Christopher Buckley of the New York Times wrote that The Imperfectionists was “so good I had to read it twice simply to figure out how he pulled it off.” That’s the sort of work Tom Rachman has done with this book. It’s called a novel, but it is really a series of vignettes revealing the lives of staff (along with the owners and a subscriber) at an international English language newspaper based in Rome. Thus, the only character present throughout the entire book is the newspaper. Having worked as a journalist, Rachman has the insider insight to add satisfying depth and details to his fictional paper.
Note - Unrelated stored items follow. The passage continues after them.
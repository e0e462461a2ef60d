//! SQLite-backed visit store
//!
//! Embedded single-file store. Access is serialized behind one
//! coarse-grained async lock: throughput is bounded, but no two writes
//! to a record's columns can ever interleave.

use crate::adapters::store::VisitStore;
use crate::domain::{
    MappingStatus, NewVisitRecord, PublishOutcome, SectionKind, StoreError, VisitRecord,
};
use async_trait::async_trait;
use chrono::NaiveDateTime;
use serde_json::Value;
use sqlx::sqlite::{SqliteConnectOptions, SqliteJournalMode, SqlitePoolOptions, SqliteSynchronous};
use sqlx::SqlitePool;
use std::path::Path;
use std::time::Duration;
use tokio::sync::Mutex;

const SCHEMA: &str = r#"
CREATE TABLE IF NOT EXISTS satusehat_visit (
    visit_id             TEXT PRIMARY KEY,
    visit_date           TEXT NOT NULL,
    satusehat_patient_id TEXT NOT NULL,
    visit_detail         TEXT NOT NULL,
    vital_sign           TEXT NOT NULL,
    diagnosis            TEXT,
    lab                  TEXT,
    radiology            TEXT,
    medication_request   TEXT,
    medication_dispense  TEXT,
    medical_procedure    TEXT,
    publish_date         TEXT,
    publish_request      TEXT,
    publish_response     TEXT,
    mapping_errors       TEXT,
    mapping_status       TEXT NOT NULL,
    publish_status       TEXT NOT NULL
);
CREATE INDEX IF NOT EXISTS idx_satusehat_visit_mapping_status
    ON satusehat_visit (mapping_status);
"#;

const SELECT_BY_STATUS: &str = r#"
SELECT visit_id, visit_date, satusehat_patient_id, visit_detail, vital_sign,
       diagnosis, lab, radiology, medication_request, medication_dispense,
       medical_procedure, publish_date, publish_request, publish_response,
       mapping_errors, mapping_status, publish_status
FROM satusehat_visit
WHERE mapping_status = ?
ORDER BY rowid
"#;

const INSERT: &str = r#"
INSERT INTO satusehat_visit (
    visit_id, visit_date, satusehat_patient_id, visit_detail, vital_sign,
    publish_status, mapping_status, mapping_errors
) VALUES (?, ?, ?, ?, ?, ?, ?, ?)
"#;

/// Embedded SQLite implementation of [`VisitStore`].
pub struct SqliteVisitStore {
    pool: SqlitePool,
    lock: Mutex<()>,
}

impl SqliteVisitStore {
    /// Open (and bootstrap) the store at the given path.
    pub async fn open(path: impl AsRef<Path>) -> Result<Self, StoreError> {
        let options = SqliteConnectOptions::new()
            .filename(path)
            .create_if_missing(true)
            .journal_mode(SqliteJournalMode::Wal)
            .synchronous(SqliteSynchronous::Normal)
            .foreign_keys(true)
            .busy_timeout(Duration::from_secs(10));

        let pool = SqlitePoolOptions::new()
            .max_connections(5)
            .connect_with(options)
            .await
            .map_err(|e| StoreError::Open(e.to_string()))?;

        sqlx::raw_sql(SCHEMA)
            .execute(&pool)
            .await
            .map_err(|e| StoreError::Open(e.to_string()))?;

        Ok(Self {
            pool,
            lock: Mutex::new(()),
        })
    }
}

/// Raw row shape; JSON columns stay TEXT until decode.
#[derive(sqlx::FromRow)]
struct VisitRow {
    visit_id: String,
    visit_date: NaiveDateTime,
    satusehat_patient_id: String,
    visit_detail: String,
    vital_sign: String,
    diagnosis: Option<String>,
    lab: Option<String>,
    radiology: Option<String>,
    medication_request: Option<String>,
    medication_dispense: Option<String>,
    medical_procedure: Option<String>,
    publish_date: Option<NaiveDateTime>,
    publish_request: Option<String>,
    publish_response: Option<String>,
    mapping_errors: Option<String>,
    mapping_status: String,
    publish_status: String,
}

impl TryFrom<VisitRow> for VisitRecord {
    type Error = StoreError;

    fn try_from(row: VisitRow) -> Result<Self, Self::Error> {
        let json = |column: &str, raw: &str| -> Result<Value, StoreError> {
            serde_json::from_str(raw)
                .map_err(|e| StoreError::Decode(format!("{column}: {e}")))
        };
        let optional_json = |column: &str, raw: &Option<String>| -> Result<Option<Value>, StoreError> {
            raw.as_deref()
                .map(|raw| json(column, raw))
                .transpose()
        };

        Ok(VisitRecord {
            visit_detail: json("visit_detail", &row.visit_detail)?,
            vital_sign: json("vital_sign", &row.vital_sign)?,
            diagnosis: optional_json("diagnosis", &row.diagnosis)?,
            lab: optional_json("lab", &row.lab)?,
            radiology: optional_json("radiology", &row.radiology)?,
            medication_request: optional_json("medication_request", &row.medication_request)?,
            medication_dispense: optional_json("medication_dispense", &row.medication_dispense)?,
            procedure: optional_json("medical_procedure", &row.medical_procedure)?,
            mapping_status: row
                .mapping_status
                .parse::<MappingStatus>()
                .map_err(StoreError::Decode)?,
            publish_status: row
                .publish_status
                .parse()
                .map_err(StoreError::Decode)?,
            visit_id: row.visit_id,
            visit_date: row.visit_date,
            satusehat_patient_id: row.satusehat_patient_id,
            publish_date: row.publish_date,
            publish_request: row.publish_request,
            publish_response: row.publish_response,
            mapping_errors: row.mapping_errors,
        })
    }
}

#[async_trait]
impl VisitStore for SqliteVisitStore {
    async fn exists(&self, visit_id: &str) -> Result<bool, StoreError> {
        let _guard = self.lock.lock().await;
        let count: i64 =
            sqlx::query_scalar("SELECT count(visit_id) FROM satusehat_visit WHERE visit_id = ?")
                .bind(visit_id)
                .fetch_one(&self.pool)
                .await
                .map_err(|e| StoreError::Query(e.to_string()))?;
        Ok(count > 0)
    }

    async fn create(&self, record: NewVisitRecord) -> Result<(), StoreError> {
        let _guard = self.lock.lock().await;
        sqlx::query(INSERT)
            .bind(&record.visit_id)
            .bind(record.visit_date)
            .bind(&record.satusehat_patient_id)
            .bind(record.visit_detail.to_string())
            .bind(record.vital_sign.to_string())
            .bind(crate::domain::PublishStatus::Preparing.as_str())
            .bind(record.mapping_status.as_str())
            .bind(&record.mapping_errors)
            .execute(&self.pool)
            .await
            .map_err(|e| StoreError::Write(e.to_string()))?;
        Ok(())
    }

    async fn list_by_mapping_status(
        &self,
        status: MappingStatus,
    ) -> Result<Vec<VisitRecord>, StoreError> {
        let _guard = self.lock.lock().await;
        let rows: Vec<VisitRow> = sqlx::query_as(SELECT_BY_STATUS)
            .bind(status.as_str())
            .fetch_all(&self.pool)
            .await
            .map_err(|e| StoreError::Query(e.to_string()))?;

        rows.into_iter().map(VisitRecord::try_from).collect()
    }

    async fn update_section(
        &self,
        visit_id: &str,
        kind: SectionKind,
        payload: &Value,
    ) -> Result<(), StoreError> {
        let _guard = self.lock.lock().await;
        // Column names come from the fixed SectionKind set, never from
        // input.
        let sql = format!(
            "UPDATE satusehat_visit SET {} = ? WHERE visit_id = ?",
            kind.as_str()
        );
        sqlx::query(&sql)
            .bind(payload.to_string())
            .bind(visit_id)
            .execute(&self.pool)
            .await
            .map_err(|e| StoreError::Write(e.to_string()))?;
        Ok(())
    }

    async fn update_mapping_status(
        &self,
        visit_id: &str,
        status: MappingStatus,
    ) -> Result<(), StoreError> {
        let _guard = self.lock.lock().await;
        sqlx::query("UPDATE satusehat_visit SET mapping_status = ? WHERE visit_id = ?")
            .bind(status.as_str())
            .bind(visit_id)
            .execute(&self.pool)
            .await
            .map_err(|e| StoreError::Write(e.to_string()))?;
        Ok(())
    }

    async fn update_publish_outcome(
        &self,
        visit_id: &str,
        outcome: PublishOutcome,
    ) -> Result<(), StoreError> {
        let _guard = self.lock.lock().await;
        sqlx::query(
            "UPDATE satusehat_visit \
             SET publish_request = ?, publish_response = ?, publish_date = ?, publish_status = ? \
             WHERE visit_id = ?",
        )
        .bind(&outcome.request)
        .bind(&outcome.response)
        .bind(outcome.timestamp)
        .bind(outcome.status.as_str())
        .bind(visit_id)
        .execute(&self.pool)
        .await
        .map_err(|e| StoreError::Write(e.to_string()))?;
        Ok(())
    }
}
//! Domain models and types for Garuda.
//!
//! This module contains the core domain models and business rules:
//!
//! - **Status vocabulary** ([`MappingStatus`], [`PublishStatus`]): the two
//!   independent lifecycle columns of a visit record
//! - **Snapshots** ([`Visit`], [`VisitDetail`], [`VitalSign`]): raw visit
//!   candidates and the immutable JSON snapshots captured at fetch time
//! - **Sections** ([`SectionKind`] and the six clinical payload types):
//!   the independently-filled clinical data categories
//! - **Aggregate root** ([`VisitRecord`]): the persisted per-visit row
//! - **Error types** ([`GarudaError`] and collaborator sub-errors)
//!
//! All fallible operations return [`Result<T>`], an alias over
//! [`GarudaError`].

pub mod errors;
pub mod record;
pub mod sections;
pub mod status;
pub mod visit;

pub use errors::{GarudaError, RegistryError, SourceError, StoreError};
pub use record::{NewVisitRecord, PublishOutcome, VisitRecord};
pub use sections::{
    decode_section, Diagnosis, MedicationDispense, MedicationRequest, MedicineType,
    ObservationLab, ObservationRadiology, PatientType, Procedure, SectionItem, SectionKind,
    SectionToggles,
};
pub use status::{MappingStatus, PublishStatus};
pub use visit::{Visit, VisitDetail, VitalSign};

/// Result type alias for Garuda operations.
///
/// Defaults to [`GarudaError`]; adapters narrow the error parameter to
/// their collaborator-specific error type.
pub type Result<T, E = GarudaError> = std::result::Result<T, E>;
There are so many bittersweet romantic notions surrounding the dying newspaper industry, which are thrown into even starker contrast by the oddity of an English language paper in Rome (the reason why the paper exists to begin with adds even more heartbreaking truth to this). That being the case makes this particular setting the perfect backdrop for the bittersweet moments (although some are just bitter) of the various characters we meet in this book.
Rachman’s prose is perfect, and fans of word craft should definitely read this book. His short glimpses into the lives of these folks is carefully wrought to let each feel whole, like all the best writers of short stories have the power to do.
I read the book back in early February, and it was a part of what started to get the creative forces in my heart thawing. It’s one of those things that is just so wonderfully crafted that it made me want to create something of my own, writing so good it made me want to write. I can’t imagine offering anything higher praise than that.